Lutherans ask forgiveness for 16th-century persecutions

GENEVA (RNS/ENI) Lutheran World Federation leaders plan to apologize for their ancestors’ 16th-century persecution of Anabaptists, religious reformers whose successors include Mennonites and the Amish. “We ask for forgiveness — from God and from our Mennonite sisters and brothers — for the harm that our forebears in the sixteenth century committed to Anabaptists,” says a […]

GENEVA (RNS/ENI) Lutheran World Federation leaders plan to apologize for their ancestors’ 16th-century persecution of Anabaptists, religious reformers whose successors include Mennonites and the Amish.

“We ask for forgiveness — from God and from our Mennonite sisters and brothers — for the harm that our forebears in the sixteenth century committed to Anabaptists,” says a statement adopted unanimously on Monday (Oct. 26) by the LWF’s council.

The apology is now recommended for formal adoption by the highest LWF governing body, its assembly, meeting in Stuttgart, Germany, in July 2010.


Anabaptists, whose originally pejorative name means “re-baptizers,” stressed the need to baptize Christian believers, including those who had been baptized as infants. They were persecuted as heretics by both Protestants and Catholics, and many of them fled to America.

The Rev. Larry Miller, general secretary of the Mennonite World Conference, who attended the Geneva meeting, welcomed the vote by the LWF council. Miller said this request for forgiveness would require that Mennonites also change.

“Mennonites have learned from Lutherans that we are justified by faith alone, because we know that justification produces not only relations between oneself and God but also communion between the churches,” said Miller.

LWF president, the Rev. Mark Hanson, who is also presiding bishop of the Evangelical Lutheran Church in America, said the apology process had begun 25 years ago, “when we began to examine Luther’s anti-Semitic writings.”

“We are also heirs of a tradition that has borne pain in the lives of others because of how our ancestors have written, spoken and communicated,” said Hanson.

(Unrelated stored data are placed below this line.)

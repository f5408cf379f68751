//! Nearfield Narrative: the near-field interaction advance engine.
//!
//! Responsible for turn-by-turn scene progression, forced convergence once
//! an interaction budget is spent, entity-state merging, and clue emission.

pub mod application;
pub mod domain;
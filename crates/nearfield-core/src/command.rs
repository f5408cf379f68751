//! Command abstraction shared by inbound requests.

use uuid::Uuid;

/// Trait that all inbound commands implement.
pub trait Command: Send + Sync + std::fmt::Debug {
    /// Stable command name used in log fields.
    fn command_type(&self) -> &'static str;

    /// Correlation ID tying the command to the log lines it produces.
    fn correlation_id(&self) -> Uuid;
}
//! Route modules, one per resource.

use axum::Router;

use crate::state::AppState;

pub mod content;
pub mod health;
pub mod traversal;

/// Returns the full application router, without middleware.
pub fn router() -> Router<AppState> {
    Router::new()
        .merge(health::router())
        .nest("/api/v1/content", content::router())
        .nest("/api/v1/traversals", traversal::router())
}
//! In-memory clue tracking collaborator.

use std::collections::HashMap;
use std::sync::{Mutex, PoisonError};

use nearfield_core::model::Clue;
use nearfield_core::provider::ClueSink;
use tracing::debug;
use uuid::Uuid;

use crate::domain::traversal::TraversalKey;

/// Keeps every clue handed off by the engine, grouped per traversal in
/// hand-off order.
#[derive(Debug, Default)]
pub struct ClueJournal {
    by_traversal: Mutex<HashMap<TraversalKey, Vec<Clue>>>,
}

impl ClueJournal {
    /// Creates an empty journal.
    #[must_use]
    pub fn new() -> Self {
        Self::default()
    }

    /// Clues recorded for one session's traversal of a story.
    pub fn clues_for(&self, session_id: Uuid, story_id: &str) -> Vec<Clue> {
        self.by_traversal
            .lock()
            .unwrap_or_else(PoisonError::into_inner)
            .get(&TraversalKey::new(session_id, story_id))
            .cloned()
            .unwrap_or_default()
    }
}

impl ClueSink for ClueJournal {
    fn hand_off(&self, session_id: Uuid, clue: Clue) {
        debug!(%session_id, clue_id = %clue.clue_id, story_id = %clue.story_id, "journaling clue");
        self.by_traversal
            .lock()
            .unwrap_or_else(PoisonError::into_inner)
            .entry(TraversalKey::new(session_id, clue.story_id.clone()))
            .or_default()
            .push(clue);
    }

    fn release(&self, session_id: Uuid, story_id: &str) {
        self.by_traversal
            .lock()
            .unwrap_or_else(PoisonError::into_inner)
            .remove(&TraversalKey::new(session_id, story_id));
    }
}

A document presented to the LWF council about the apology described repentance as “the only fitting response to the persecutions of the 16th century and the continuing Lutheran characterizations of Anabaptists in the centuries which followed.” It noted how the Augsburg Confession of 1530, a central Lutheran statement of faith, explicitly condemned Anabaptists and their teachings.